Reproduce only the stretch of entries below that begins at the first line and ends at the line holding "does not know.".

BEGIN

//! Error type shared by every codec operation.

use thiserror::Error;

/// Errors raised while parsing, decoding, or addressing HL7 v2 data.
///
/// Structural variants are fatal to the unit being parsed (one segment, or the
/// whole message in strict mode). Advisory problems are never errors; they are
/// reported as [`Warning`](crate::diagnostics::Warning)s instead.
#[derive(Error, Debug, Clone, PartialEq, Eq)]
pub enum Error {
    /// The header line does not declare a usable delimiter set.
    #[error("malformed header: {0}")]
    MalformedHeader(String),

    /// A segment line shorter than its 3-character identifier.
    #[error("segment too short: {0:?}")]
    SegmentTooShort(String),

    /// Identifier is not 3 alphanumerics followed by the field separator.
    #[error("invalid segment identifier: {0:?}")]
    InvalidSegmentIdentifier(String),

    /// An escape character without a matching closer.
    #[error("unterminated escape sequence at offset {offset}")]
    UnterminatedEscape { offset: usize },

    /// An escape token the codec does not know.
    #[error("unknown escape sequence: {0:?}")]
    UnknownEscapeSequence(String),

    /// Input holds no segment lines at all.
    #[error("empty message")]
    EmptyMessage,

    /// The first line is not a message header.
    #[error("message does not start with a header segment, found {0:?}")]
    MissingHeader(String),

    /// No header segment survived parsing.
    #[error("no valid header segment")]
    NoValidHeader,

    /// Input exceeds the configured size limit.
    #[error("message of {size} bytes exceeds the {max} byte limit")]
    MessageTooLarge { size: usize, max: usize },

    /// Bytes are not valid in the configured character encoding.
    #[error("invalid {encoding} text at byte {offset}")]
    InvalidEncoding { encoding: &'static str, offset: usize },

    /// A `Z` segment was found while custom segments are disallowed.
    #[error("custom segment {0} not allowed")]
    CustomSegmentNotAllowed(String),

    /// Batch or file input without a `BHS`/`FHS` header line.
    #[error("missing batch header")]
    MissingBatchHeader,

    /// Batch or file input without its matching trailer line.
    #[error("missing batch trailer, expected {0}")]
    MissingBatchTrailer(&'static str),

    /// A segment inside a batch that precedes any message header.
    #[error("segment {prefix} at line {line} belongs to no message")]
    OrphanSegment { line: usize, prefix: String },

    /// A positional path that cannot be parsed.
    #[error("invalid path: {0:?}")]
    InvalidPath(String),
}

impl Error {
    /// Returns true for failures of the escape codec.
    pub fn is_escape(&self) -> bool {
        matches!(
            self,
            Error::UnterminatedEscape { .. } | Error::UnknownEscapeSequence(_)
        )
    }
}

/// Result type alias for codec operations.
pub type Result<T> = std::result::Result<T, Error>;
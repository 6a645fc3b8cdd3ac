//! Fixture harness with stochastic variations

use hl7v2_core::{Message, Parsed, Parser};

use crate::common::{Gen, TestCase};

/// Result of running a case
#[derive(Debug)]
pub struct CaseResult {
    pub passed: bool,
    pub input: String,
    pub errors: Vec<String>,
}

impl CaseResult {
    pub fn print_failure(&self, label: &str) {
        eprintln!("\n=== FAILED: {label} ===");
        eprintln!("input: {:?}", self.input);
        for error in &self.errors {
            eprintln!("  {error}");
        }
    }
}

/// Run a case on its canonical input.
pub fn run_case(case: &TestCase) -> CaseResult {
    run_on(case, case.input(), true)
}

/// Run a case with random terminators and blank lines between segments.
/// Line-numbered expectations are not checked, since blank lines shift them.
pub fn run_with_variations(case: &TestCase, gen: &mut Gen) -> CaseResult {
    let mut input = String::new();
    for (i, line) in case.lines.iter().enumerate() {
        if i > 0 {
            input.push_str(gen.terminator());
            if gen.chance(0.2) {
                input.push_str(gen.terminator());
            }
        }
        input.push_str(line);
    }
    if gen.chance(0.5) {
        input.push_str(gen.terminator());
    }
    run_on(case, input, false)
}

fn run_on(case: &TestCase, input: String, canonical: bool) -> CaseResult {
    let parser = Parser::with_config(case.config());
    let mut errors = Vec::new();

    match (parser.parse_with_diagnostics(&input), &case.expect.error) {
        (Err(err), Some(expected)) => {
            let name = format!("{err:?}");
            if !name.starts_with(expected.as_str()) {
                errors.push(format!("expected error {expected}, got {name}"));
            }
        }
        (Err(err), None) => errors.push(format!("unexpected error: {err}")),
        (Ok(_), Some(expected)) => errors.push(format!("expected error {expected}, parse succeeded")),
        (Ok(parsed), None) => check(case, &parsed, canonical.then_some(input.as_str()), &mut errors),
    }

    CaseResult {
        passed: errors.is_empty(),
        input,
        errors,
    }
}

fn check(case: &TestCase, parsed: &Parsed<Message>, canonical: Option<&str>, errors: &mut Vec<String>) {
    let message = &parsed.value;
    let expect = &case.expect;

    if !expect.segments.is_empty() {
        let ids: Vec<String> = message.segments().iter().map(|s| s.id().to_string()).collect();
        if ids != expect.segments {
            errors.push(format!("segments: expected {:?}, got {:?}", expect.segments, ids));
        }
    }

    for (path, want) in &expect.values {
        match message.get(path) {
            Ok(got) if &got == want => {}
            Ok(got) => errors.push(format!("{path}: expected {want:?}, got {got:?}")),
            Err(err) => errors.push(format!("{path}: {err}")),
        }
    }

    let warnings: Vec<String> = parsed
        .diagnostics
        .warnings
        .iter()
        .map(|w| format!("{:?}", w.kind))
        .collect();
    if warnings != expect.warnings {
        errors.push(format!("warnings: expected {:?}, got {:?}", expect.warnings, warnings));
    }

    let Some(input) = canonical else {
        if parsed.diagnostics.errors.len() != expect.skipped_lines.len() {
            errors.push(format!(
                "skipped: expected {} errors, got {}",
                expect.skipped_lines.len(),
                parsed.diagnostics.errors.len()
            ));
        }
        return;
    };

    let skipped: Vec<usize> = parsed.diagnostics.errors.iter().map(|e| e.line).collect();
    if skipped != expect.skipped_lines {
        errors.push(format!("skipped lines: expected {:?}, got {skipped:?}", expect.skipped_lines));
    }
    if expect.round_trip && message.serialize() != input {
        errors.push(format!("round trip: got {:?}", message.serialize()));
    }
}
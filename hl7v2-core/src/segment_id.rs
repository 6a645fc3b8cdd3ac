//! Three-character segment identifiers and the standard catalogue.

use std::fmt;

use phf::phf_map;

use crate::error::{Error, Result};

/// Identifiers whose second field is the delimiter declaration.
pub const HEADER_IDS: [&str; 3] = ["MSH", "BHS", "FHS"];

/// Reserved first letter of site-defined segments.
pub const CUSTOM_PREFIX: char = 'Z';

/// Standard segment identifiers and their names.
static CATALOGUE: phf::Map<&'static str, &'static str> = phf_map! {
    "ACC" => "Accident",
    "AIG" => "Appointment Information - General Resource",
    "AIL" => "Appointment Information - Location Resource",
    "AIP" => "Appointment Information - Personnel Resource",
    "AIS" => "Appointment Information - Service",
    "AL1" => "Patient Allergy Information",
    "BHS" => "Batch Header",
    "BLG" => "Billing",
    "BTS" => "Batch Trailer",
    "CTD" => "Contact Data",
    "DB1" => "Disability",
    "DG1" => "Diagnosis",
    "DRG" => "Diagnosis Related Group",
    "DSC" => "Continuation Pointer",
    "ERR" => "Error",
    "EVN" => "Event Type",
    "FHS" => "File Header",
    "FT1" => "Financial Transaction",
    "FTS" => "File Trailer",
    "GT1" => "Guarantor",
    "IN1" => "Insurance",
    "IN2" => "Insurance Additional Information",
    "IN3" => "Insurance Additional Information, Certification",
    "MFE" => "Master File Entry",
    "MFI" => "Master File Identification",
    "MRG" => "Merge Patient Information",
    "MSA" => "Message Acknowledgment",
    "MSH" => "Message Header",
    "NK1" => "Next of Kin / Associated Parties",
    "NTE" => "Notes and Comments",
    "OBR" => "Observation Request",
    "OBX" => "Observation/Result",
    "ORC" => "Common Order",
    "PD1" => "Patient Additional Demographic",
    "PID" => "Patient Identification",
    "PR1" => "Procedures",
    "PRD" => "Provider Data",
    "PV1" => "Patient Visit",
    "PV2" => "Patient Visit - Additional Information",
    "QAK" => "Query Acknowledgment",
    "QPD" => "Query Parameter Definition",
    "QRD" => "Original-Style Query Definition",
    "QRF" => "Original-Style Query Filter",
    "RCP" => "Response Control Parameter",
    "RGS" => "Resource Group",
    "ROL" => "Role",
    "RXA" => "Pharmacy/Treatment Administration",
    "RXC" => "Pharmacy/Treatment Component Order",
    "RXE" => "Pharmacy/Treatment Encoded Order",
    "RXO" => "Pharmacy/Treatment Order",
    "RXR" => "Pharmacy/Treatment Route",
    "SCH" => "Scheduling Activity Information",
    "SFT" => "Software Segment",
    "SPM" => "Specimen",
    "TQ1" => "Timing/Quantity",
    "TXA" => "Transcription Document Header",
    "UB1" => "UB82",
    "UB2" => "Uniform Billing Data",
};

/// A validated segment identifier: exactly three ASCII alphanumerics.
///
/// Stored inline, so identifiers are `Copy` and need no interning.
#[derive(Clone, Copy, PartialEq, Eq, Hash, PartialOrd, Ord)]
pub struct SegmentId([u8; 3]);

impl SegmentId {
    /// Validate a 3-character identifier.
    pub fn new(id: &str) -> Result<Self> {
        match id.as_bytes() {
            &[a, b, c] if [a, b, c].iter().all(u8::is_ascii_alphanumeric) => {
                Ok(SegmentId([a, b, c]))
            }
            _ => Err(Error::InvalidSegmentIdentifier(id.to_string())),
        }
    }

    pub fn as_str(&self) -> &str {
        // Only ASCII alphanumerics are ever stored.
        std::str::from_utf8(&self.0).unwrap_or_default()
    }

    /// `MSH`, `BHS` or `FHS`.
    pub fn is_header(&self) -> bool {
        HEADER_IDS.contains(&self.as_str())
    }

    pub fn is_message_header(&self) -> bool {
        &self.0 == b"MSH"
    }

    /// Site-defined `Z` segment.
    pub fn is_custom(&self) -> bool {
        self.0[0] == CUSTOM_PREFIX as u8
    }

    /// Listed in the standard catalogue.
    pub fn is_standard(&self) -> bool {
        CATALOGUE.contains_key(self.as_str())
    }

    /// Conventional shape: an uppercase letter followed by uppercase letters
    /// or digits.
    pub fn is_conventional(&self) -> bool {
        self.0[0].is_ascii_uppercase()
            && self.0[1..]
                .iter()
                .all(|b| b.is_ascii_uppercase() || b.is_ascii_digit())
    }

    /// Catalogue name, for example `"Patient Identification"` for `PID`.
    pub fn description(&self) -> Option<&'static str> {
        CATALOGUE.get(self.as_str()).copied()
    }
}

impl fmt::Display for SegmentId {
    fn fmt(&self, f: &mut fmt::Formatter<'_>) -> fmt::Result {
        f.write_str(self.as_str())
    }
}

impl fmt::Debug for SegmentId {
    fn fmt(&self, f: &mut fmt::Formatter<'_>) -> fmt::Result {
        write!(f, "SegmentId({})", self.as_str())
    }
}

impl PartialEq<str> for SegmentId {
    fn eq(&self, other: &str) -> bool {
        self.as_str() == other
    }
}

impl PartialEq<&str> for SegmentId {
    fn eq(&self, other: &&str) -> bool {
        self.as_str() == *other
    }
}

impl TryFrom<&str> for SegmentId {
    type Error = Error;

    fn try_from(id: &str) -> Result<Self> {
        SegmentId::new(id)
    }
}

END

Response for this exercise.
//! Error type shared by every codec operation.

use thiserror::Error;

/// Errors raised while parsing, decoding, or addressing HL7 v2 data.
///
/// Structural variants are fatal to the unit being parsed (one segment, or the
/// whole message in strict mode). Advisory problems are never errors; they are
/// reported as [`Warning`](crate::diagnostics::Warning)s instead.
#[derive(Error, Debug, Clone, PartialEq, Eq)]
pub enum Error {
    /// The header line does not declare a usable delimiter set.
    #[error("malformed header: {0}")]
    MalformedHeader(String),

    /// A segment line shorter than its 3-character identifier.
    #[error("segment too short: {0:?}")]
    SegmentTooShort(String),

    /// Identifier is not 3 alphanumerics followed by the field separator.
    #[error("invalid segment identifier: {0:?}")]
    InvalidSegmentIdentifier(String),

    /// An escape character without a matching closer.
    #[error("unterminated escape sequence at offset {offset}")]
    UnterminatedEscape { offset: usize },

    /// An escape token the codec does not know.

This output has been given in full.